これを踏まえて、西洋魔術に興味のある方ならご存知であろう有名なサイト、神殿への小径 The Pathway to The Holy Templeの中のII高等女司祭 The High Priestessのページに以下のような記述があります。
エジプト様式の柱の柱頭は開いた花ではなく、蕾のままの蓮である。蕾は未発達、未顕現なエネルギー、あるいは処女性の象徴であり、「高等女司祭」の力の受容と保持を示唆していると同時に彼女が示す潜在意識下の未発現の諸力を象徴している。

 二柱の間にあるヴェールには男性性を表す椰子と女性性を表す石榴が描かれ、ポジティヴとネガティヴ、宇宙に充満する二極のエネルギーの結合を表す。エジプト様式の柱の柱頭は開いた花ではなく、蕾のままの蓮である。蕾は未発達、未顕現なエネルギー、あるいは処女性の象徴であり、「高等女司祭」の力の受容と保持を示唆していると同時に彼女が示す潜在意識下の未発現の諸力を象徴している。
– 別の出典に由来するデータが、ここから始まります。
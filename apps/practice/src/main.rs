use std::{sync::Arc, time::Duration};

use anyhow::{Context, Result};
use clap::{Parser, Subcommand};
use client_core::{
    config::{load_settings, normalize_engine_url, ClientSettings},
    DialogueEngine, HttpDialogueEngine, ScriptedDialogueEngine, SessionController, SessionEvent,
    TurnOutcome,
};
use report::{
    build_report_view_model, encode_report_link, load_report, render::render_view,
    sample_payload, ReportView,
};
use shared::domain::{scenario_catalog, Sender, SessionPhase};
use tokio::{
    io::{AsyncBufReadExt, BufReader},
    sync::broadcast::{self, error::RecvError},
};
use tracing::{info, warn};
use tracing_subscriber::EnvFilter;
use url::Url;

const OFFLINE_REPLIES: [&str; 2] = [
    "I see. What would you say to the teammate who keeps missing deadlines?",
    "That sounds fair. How would you make sure everyone agrees on next steps?",
];

#[derive(Parser, Debug)]
#[command(name = "practice", about = "Cross-cultural soft-skills roleplay practice")]
struct Args {
    #[command(subcommand)]
    command: Command,
}

#[derive(Subcommand, Debug)]
enum Command {
    /// List the scenario catalog.
    Scenarios,
    /// Run an interactive roleplay session.
    Chat {
        #[arg(long)]
        scenario: Option<String>,
        #[arg(long)]
        engine_url: Option<String>,
        #[arg(long)]
        timeout_secs: Option<u64>,
        /// Use a scripted engine instead of the remote one.
        #[arg(long)]
        offline: bool,
        #[arg(long, default_value = "http://localhost:3000")]
        report_base: String,
    },
    /// Show the report for a hand-off link or raw evaluation data.
    Report {
        #[arg(long, conflicts_with = "demo")]
        data: Option<String>,
        #[arg(long)]
        demo: bool,
    },
}

#[tokio::main]
async fn main() -> Result<()> {
    let settings = load_settings();
    tracing_subscriber::fmt()
        .with_env_filter(
            EnvFilter::try_from_default_env()
                .unwrap_or_else(|_| EnvFilter::new(&settings.log_filter)),
        )
        .with_writer(std::io::stderr)
        .init();
    let args = Args::parse();

    match args.command {
        Command::Scenarios => {
            print_catalog();
            Ok(())
        }
        Command::Chat {
            scenario,
            engine_url,
            timeout_secs,
            offline,
            report_base,
        } => {
            let settings = ClientSettings {
                engine_url: engine_url.unwrap_or(settings.engine_url),
                request_timeout: timeout_secs
                    .map(|secs| (secs > 0).then(|| Duration::from_secs(secs)))
                    .unwrap_or(settings.request_timeout),
                default_scenario: scenario.or(settings.default_scenario),
                log_filter: settings.log_filter,
            };
            let report_base = Url::parse(&report_base)
                .with_context(|| format!("invalid report base url '{report_base}'"))?;
            run_chat(settings, offline, report_base).await
        }
        Command::Report { data, demo } => {
            let view = if demo {
                ReportView::Ready(build_report_view_model(&sample_payload()))
            } else {
                load_report(data.as_deref())
            };
            print!("{}", render_view(&view));
            if matches!(view, ReportView::NoData { .. }) {
                println!("Run `practice report --demo` to load sample data.");
            }
            Ok(())
        }
    }
}

fn print_catalog() {
    for scenario in scenario_catalog() {
        println!(
            "{:<10} {:<6} {}",
            scenario.id,
            scenario.difficulty.label(),
            scenario.title
        );
    }
}

async fn build_engine(settings: &ClientSettings, offline: bool) -> Result<Arc<dyn DialogueEngine>> {
    if offline {
        let evaluation = serde_json::to_value(sample_payload())?;
        info!("using scripted offline engine");
        return Ok(Arc::new(ScriptedDialogueEngine::roleplay(
            &OFFLINE_REPLIES,
            evaluation,
        )));
    }

    let engine_url = normalize_engine_url(&settings.engine_url)?;
    let engine = HttpDialogueEngine::new(engine_url);
    if let Err(error) = engine.health().await {
        warn!(engine_url = engine.base_url(), %error, "dialogue engine health check failed");
    }
    Ok(Arc::new(engine))
}

async fn run_chat(settings: ClientSettings, offline: bool, report_base: Url) -> Result<()> {
    let engine = build_engine(&settings, offline).await?;
    let controller = SessionController::new_with_timeout(engine, settings.request_timeout);
    let printer = tokio::spawn(print_events(controller.subscribe()));

    let mut lines = BufReader::new(tokio::io::stdin()).lines();

    let mut scenario_id = settings.default_scenario.clone();
    loop {
        let id = match scenario_id.take() {
            Some(id) => id,
            None => {
                print_catalog();
                println!("Choose a scenario id:");
                match lines.next_line().await? {
                    Some(line) => line,
                    None => return Ok(()),
                }
            }
        };
        match controller.start_scenario(&id).await {
            Ok(_) => break,
            Err(reason) => println!("{reason}"),
        }
    }
    println!("Type your response. /restart starts over, /quit leaves.");

    while let Some(line) = lines.next_line().await? {
        match line.trim() {
            "/quit" => break,
            "/restart" => {
                if let Err(reason) = restart(&controller).await {
                    println!("{reason}");
                }
                continue;
            }
            _ => {}
        }

        match controller.send_message(&line).await {
            Ok(TurnOutcome::Ended(payload)) => {
                let model = build_report_view_model(&payload);
                print!("{}", report::render::render_report(&model));
                let link = encode_report_link(&report_base, &payload)?;
                println!("Report link: {link}");
                println!("Conversation ended. /restart to try again, /quit to leave.");
            }
            Ok(_) => {}
            Err(reason) => println!("{reason}"),
        }
    }

    // Dropping the last sender closes the channel once the printer drains it.
    drop(controller);
    printer.await.context("event printer panicked")?;
    Ok(())
}

async fn restart(controller: &SessionController) -> Result<(), shared::error::ValidationError> {
    let snapshot = controller.snapshot().await;
    let scenario_id = snapshot.selected_scenario.map(|scenario| scenario.id);
    if snapshot.phase == SessionPhase::Active {
        controller.return_to_welcome().await?;
    }
    controller.start_scenario(scenario_id.unwrap_or_default()).await?;
    Ok(())
}

async fn print_events(events: broadcast::Receiver<SessionEvent>) {
    forward_events(events, |line| println!("{line}")).await;
}

/// Feeds display lines to `emit` until every sender is gone.
async fn forward_events(
    mut events: broadcast::Receiver<SessionEvent>,
    mut emit: impl FnMut(String),
) {
    loop {
        match events.recv().await {
            Ok(SessionEvent::EntryAppended { entry, .. }) => match entry.sender {
                Sender::User => {}
                Sender::Bot => emit(format!("bot> {}", entry.text)),
                Sender::System => emit(format!("*** {}", entry.text)),
            },
            Ok(SessionEvent::TypingChanged(true)) => emit("bot is typing...".to_string()),
            Ok(_) => {}
            Err(RecvError::Lagged(skipped)) => warn!(skipped, "event printer lagged"),
            Err(RecvError::Closed) => break,
        }
    }
}

#[cfg(test)]
#[path = "tests/main_tests.rs"]
mod tests;
use chrono::{DateTime, Utc};
use serde::{Deserialize, Serialize};
use uuid::Uuid;

#[derive(Debug, Clone, Copy, PartialEq, Eq, Hash, Serialize, Deserialize)]
pub struct SessionId(pub Uuid);

impl SessionId {
    pub fn new() -> Self {
        Self(Uuid::new_v4())
    }
}

impl Default for SessionId {
    fn default() -> Self {
        Self::new()
    }
}

impl std::fmt::Display for SessionId {
    fn fmt(&self, f: &mut std::fmt::Formatter<'_>) -> std::fmt::Result {
        write!(f, "{}", self.0)
    }
}

#[derive(Debug, Clone, Copy, PartialEq, Eq, Serialize, Deserialize)]
#[serde(rename_all = "snake_case")]
pub enum Persona {
    Student,
    Expat,
    Recruiter,
}

#[derive(Debug, Clone, Copy, PartialEq, Eq, PartialOrd, Ord, Serialize, Deserialize)]
#[serde(rename_all = "snake_case")]
pub enum Difficulty {
    Easy,
    Medium,
    Hard,
}

impl Difficulty {
    pub fn label(self) -> &'static str {
        match self {
            Self::Easy => "Easy",
            Self::Medium => "Medium",
            Self::Hard => "Hard",
        }
    }
}

#[derive(Debug, Clone, PartialEq, Eq, Serialize)]
pub struct ScenarioDescriptor {
    pub id: &'static str,
    pub title: &'static str,
    pub persona: Persona,
    pub difficulty: Difficulty,
}

macro_rules! scenario {
    ($id:literal, $title:literal, $persona:ident, $difficulty:ident) => {
        ScenarioDescriptor {
            id: $id,
            title: $title,
            persona: Persona::$persona,
            difficulty: Difficulty::$difficulty,
        }
    };
}

/// Fixed scenario catalog offered on the welcome screen.
pub const SCENARIOS: [ScenarioDescriptor; 9] = [
    scenario!("scenario1", "Student — Group project conflict", Student, Easy),
    scenario!("scenario2", "Student — Classroom debate / directness", Student, Medium),
    scenario!("scenario3", "Student — Presentation & time expectations", Student, Medium),
    scenario!("scenario4", "Corporate Expat — Supplier negotiation", Expat, Hard),
    scenario!("scenario5", "Corporate Expat — Performance feedback", Expat, Hard),
    scenario!("scenario6", "Corporate Expat — Leading mixed meeting", Expat, Hard),
    scenario!("scenario7", "Recruiter — Interview: indirect answers", Recruiter, Medium),
    scenario!("scenario8", "Recruiter — Panel disagreement", Recruiter, Hard),
    scenario!("scenario9", "Recruiter — Onboarding instructions", Recruiter, Hard),
];

pub fn scenario_catalog() -> &'static [ScenarioDescriptor] {
    &SCENARIOS
}

pub fn find_scenario(id: &str) -> Option<&'static ScenarioDescriptor> {
    SCENARIOS.iter().find(|scenario| scenario.id == id)
}

#[derive(Debug, Clone, Copy, PartialEq, Eq, Hash, Serialize, Deserialize)]
#[serde(rename_all = "snake_case")]
pub enum Sender {
    User,
    Bot,
    System,
}

#[derive(Debug, Clone, PartialEq, Serialize, Deserialize)]
pub struct TranscriptEntry {
    pub sender: Sender,
    pub text: String,
    pub timestamp: DateTime<Utc>,
}

impl TranscriptEntry {
    pub fn new(sender: Sender, text: impl Into<String>) -> Self {
        Self {
            sender,
            text: text.into(),
            timestamp: Utc::now(),
        }
    }

    pub fn user(text: impl Into<String>) -> Self {
        Self::new(Sender::User, text)
    }

    pub fn bot(text: impl Into<String>) -> Self {
        Self::new(Sender::Bot, text)
    }

    pub fn system(text: impl Into<String>) -> Self {
        Self::new(Sender::System, text)
    }
}

#[derive(Debug, Clone, Copy, PartialEq, Eq, Hash, Serialize, Deserialize)]
#[serde(rename_all = "snake_case")]
pub enum SessionPhase {
    Welcome,
    Selecting,
    Active,
    Ended,
}

impl std::fmt::Display for SessionPhase {
    fn fmt(&self, f: &mut std::fmt::Formatter<'_>) -> std::fmt::Result {
        let name = match self {
            Self::Welcome => "welcome",
            Self::Selecting => "selecting",
            Self::Active => "active",
            Self::Ended => "ended",
        };
        f.write_str(name)
    }
}

#[cfg(test)]
mod tests {
    use std::collections::HashSet;

    use super::*;

    #[test]
    fn catalog_ids_are_unique() {
        let ids: HashSet<_> = scenario_catalog().iter().map(|s| s.id).collect();
        assert_eq!(ids.len(), SCENARIOS.len());
    }

    #[test]
    fn finds_scenario_by_id() {
        let scenario = find_scenario("scenario4").expect("scenario4");
        assert_eq!(scenario.persona, Persona::Expat);
        assert_eq!(scenario.difficulty, Difficulty::Hard);
        assert!(find_scenario("scenario10").is_none());
        assert!(find_scenario("").is_none());
    }

    #[test]
    fn sender_serializes_snake_case() {
        assert_eq!(serde_json::to_string(&Sender::Bot).expect("json"), "\"bot\"");
        assert_eq!(
            serde_json::to_string(&Sender::System).expect("json"),
            "\"system\""
        );
    }
}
 二柱の間にあるヴェールには男性性を表す椰子と女性性を表す石榴が描かれ、ポジティヴとネガティヴ、宇宙に充満する二極のエネルギーの結合を表す。


 上記も男性性・女性性に関する記述です。
 さらに、日本の鳥居に関するページ、『全ては古事記の中に』の5-(26).鳥居の密儀のページに、ヤキンとボアズに関する言及が。
 彼はまた、柘榴を造った。柱の頂にある柱頭を覆うために、一方の格子模様の周りに二列、他の柱頭にも同じようにした。前廊の柱の頂にある柱頭は百合の花の形をしており、四アンマの高さであった。
 二本の柱の上にある柱頭には、格子模様の側面の膨らみの周りに二百個の柘榴が両方の柱頭に列をなして巻いていた。この柱を神殿の前廊の前に立てた。右の柱を立てて、これをヤキンと名付け、左の柱を立てて、これをボアズと名付けた。柱の頂に百合の花の形があり、こうして柱の制作は終わった。(列王記・上 7章15-22節)

 下の画像は『世界シンボル事典』の中のヤキンとボアズの参考図像です。上記の記述と対応しているところが多くあります。
J&B

 この柱にこれほど多くの性的な象意が込められているのが面白いと思いました。人間性を支える柱、正義と博愛の中に、清純の象徴である百合、愛と結婚、多産、時には女性器を象徴する石榴、男性性をあらわす椰子、蕾のままの蓮、同時に柱は男根を彷彿とさせる。。札のアイテムから読み取れる情報量が多くて、意味ありげですごく面白かったです。

*-*-*-*-*-*-*

 本日は大幅に時間が押して月曜日になってしまいました。ネットであれこれのページを見ていると時間がすぐになくなってしまいます。面白いページをいっぱい見つけました。良い収穫です。

 次回は(2-3)黒色の部分/二項対立の黒【7・戦車】の札です。
 今後とも当ブログをよろしくお願いします。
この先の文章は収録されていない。